Nos termos do projecto de Trump e Netanyahu, a futura “autonomia de Gaza”, eventualmente sob controlo do Hamas, implicaria uma extensão territorial à Península do Sinai, transformando-se a região num polo industrial e tecnológico dotado com aeroporto internacional e que teria gestão participada pelo Egipto.
Essa arquitectura esbarra no antagonismo entre o governo do Cairo e o domínio do Hamas em Gaza, sobretudo devido às ligações originais entre este grupo e a Irmandade Muçulmana egípcia.
A conjugação destes assuntos foi um dos temas centrais do recente e tenso telefonema entre o presidente egípcio, Abdel Fatah al-Sisi e Mahmud Abbas.
Sisi terá advertido o presidente da Autoridade Palestiniana de que medidas restritivas contra Gaza, como a suspensão do auxílio financeiro mensal, poderiam repercutir-se negativamente na segurança do Egipto, designadamente na zona do Sinai.
Ao que Mahmmud Abbas terá respondido que “é a criação de um Estado da Irmandade Muçulmana em Gaza que põe em causa a segurança do Egipto e não as minhas políticas”.

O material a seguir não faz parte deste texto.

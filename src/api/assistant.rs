//! Payloads for the hosted assistant "threads and runs" API.

use serde::{Deserialize, Serialize};

#[derive(Debug, Clone, Serialize)]
pub struct ThreadMessage {
    pub role: String,
    pub content: String,
}

impl ThreadMessage {
    pub fn user(content: impl Into<String>) -> Self {
        Self {
            role: "user".to_string(),
            content: content.into(),
        }
    }
}

#[derive(Debug, Clone, Serialize)]
pub struct CreateThreadRequest {
    pub messages: Vec<ThreadMessage>,
}

#[derive(Debug, Clone, Deserialize)]
pub struct Thread {
    pub id: String,
}

#[derive(Debug, Clone, Serialize)]
pub struct RunRequest {
    pub assistant_id: String,
    #[serde(skip_serializing_if = "Option::is_none")]
    pub model: Option<String>,
    #[serde(skip_serializing_if = "std::ops::Not::not")]
    pub stream: bool,
}

#[derive(Debug, Clone, Deserialize)]
pub struct RunError {
    #[serde(default)]
    pub code: Option<String>,
    #[serde(default)]
    pub message: Option<String>,
}

#[derive(Debug, Clone, Deserialize)]
pub struct Run {
    pub id: String,
    #[serde(default)]
    pub thread_id: String,
    pub status: RunStatus,
    #[serde(default)]
    pub last_error: Option<RunError>,
}

#[derive(Debug, Clone, Copy, PartialEq, Eq, Deserialize)]
#[serde(rename_all = "snake_case")]
pub enum RunStatus {
    Queued,
    InProgress,
    RequiresAction,
    Cancelling,
    Cancelled,
    Failed,
    Completed,
    Incomplete,
    Expired,
    #[serde(other)]
    Unknown,
}

impl RunStatus {
    /// Statuses after which polling stops.
    pub fn is_terminal(self) -> bool {
        matches!(
            self,
            RunStatus::Cancelled
                | RunStatus::Failed
                | RunStatus::Completed
                | RunStatus::Incomplete
                | RunStatus::Expired
                | RunStatus::RequiresAction
        )
    }
}

#[derive(Debug, Clone, Deserialize)]
pub struct TextValue {
    pub value: String,
}

#[derive(Debug, Clone, Deserialize)]
#[serde(tag = "type", rename_all = "snake_case")]
pub enum MessageContent {
    Text { text: TextValue },
    #[serde(other)]
    Other,
}

#[derive(Debug, Clone, Deserialize)]
pub struct Message {
    #[serde(default)]
    pub id: String,
    #[serde(default)]
    pub role: String,
    #[serde(default)]
    pub content: Vec<MessageContent>,
}

impl Message {
    /// Text of the first content block, if it is a text block.
    pub fn first_text(&self) -> Option<&str> {
        match self.content.first()? {
            MessageContent::Text { text } => Some(text.value.as_str()),
            MessageContent::Other => None,
        }
    }
}

#[derive(Debug, Clone, Deserialize)]
pub struct MessageList {
    pub data: Vec<Message>,
}

#[derive(Debug, Clone, Deserialize)]
pub struct DeltaTextValue {
    #[serde(default)]
    pub value: Option<String>,
}

#[derive(Debug, Clone, Deserialize)]
#[serde(tag = "type", rename_all = "snake_case")]
pub enum DeltaContent {
    Text {
        #[serde(default)]
        text: Option<DeltaTextValue>,
    },
    #[serde(other)]
    Other,
}

#[derive(Debug, Clone, Deserialize)]
pub struct MessageDeltaBody {
    #[serde(default)]
    pub content: Vec<DeltaContent>,
}

/// Payload of a `thread.message.delta` event.
#[derive(Debug, Clone, Deserialize)]
pub struct MessageDelta {
    pub delta: MessageDeltaBody,
}

impl MessageDelta {
    /// Concatenated text carried by this delta.
    pub fn text(&self) -> String {
        self.delta
            .content
            .iter()
            .filter_map(|part| match part {
                DeltaContent::Text { text: Some(text) } => text.value.as_deref(),
                _ => None,
            })
            .collect()
    }
}

#[cfg(test)]
mod tests {
    use super::*;

    #[test]
    fn message_delta_collects_text_parts() {
        let raw = r#"{"id":"msg_1","object":"thread.message.delta","delta":{"content":[
            {"index":0,"type":"text","text":{"value":"Once "}},
            {"index":1,"type":"image_file","image_file":{"file_id":"f"}},
            {"index":2,"type":"text","text":{"value":"upon"}}
        ]}}"#;
        let delta: MessageDelta = serde_json::from_str(raw).expect("delta");
        assert_eq!(delta.text(), "Once upon");
    }

    #[test]
    fn completed_message_exposes_first_text() {
        let raw = r#"{"id":"msg_1","role":"assistant","content":[{"type":"text","text":{"value":"The end.","annotations":[]}}]}"#;
        let message: Message = serde_json::from_str(raw).expect("message");
        assert_eq!(message.first_text(), Some("The end."));
    }

    #[test]
    fn unknown_run_status_is_tolerated() {
        let run: Run =
            serde_json::from_str(r#"{"id":"run_1","status":"paused_for_tea"}"#).expect("run");
        assert_eq!(run.status, RunStatus::Unknown);
        assert!(!run.status.is_terminal());
    }

    #[test]
    fn run_request_omits_stream_flag_when_polling() {
        let request = RunRequest {
            assistant_id: "asst_1".into(),
            model: Some("gpt-4o-mini".into()),
            stream: false,
        };
        let value = serde_json::to_value(&request).expect("serialize");
        assert!(value.get("stream").is_none());
        assert_eq!(value["model"], "gpt-4o-mini");
    }
}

No meio da teia de controvérsias, há uma realidade que parece decorrer da situação. As políticas do Hamas e da Autoridade Palestiniana contribuem para afastar cada vez mais os palestinianos da Cisjordânia e Jerusalém Leste dos palestinianos da Faixa de Gaza. Ajudando assim Netanyahu e Trump a pôr em prática o “Acordo do Século”, segundo o qual haverá uma separação estanque entre a Faixa de Gaza “autónoma” e o território de Israel, com efeitos extensivos à Cisjordânia.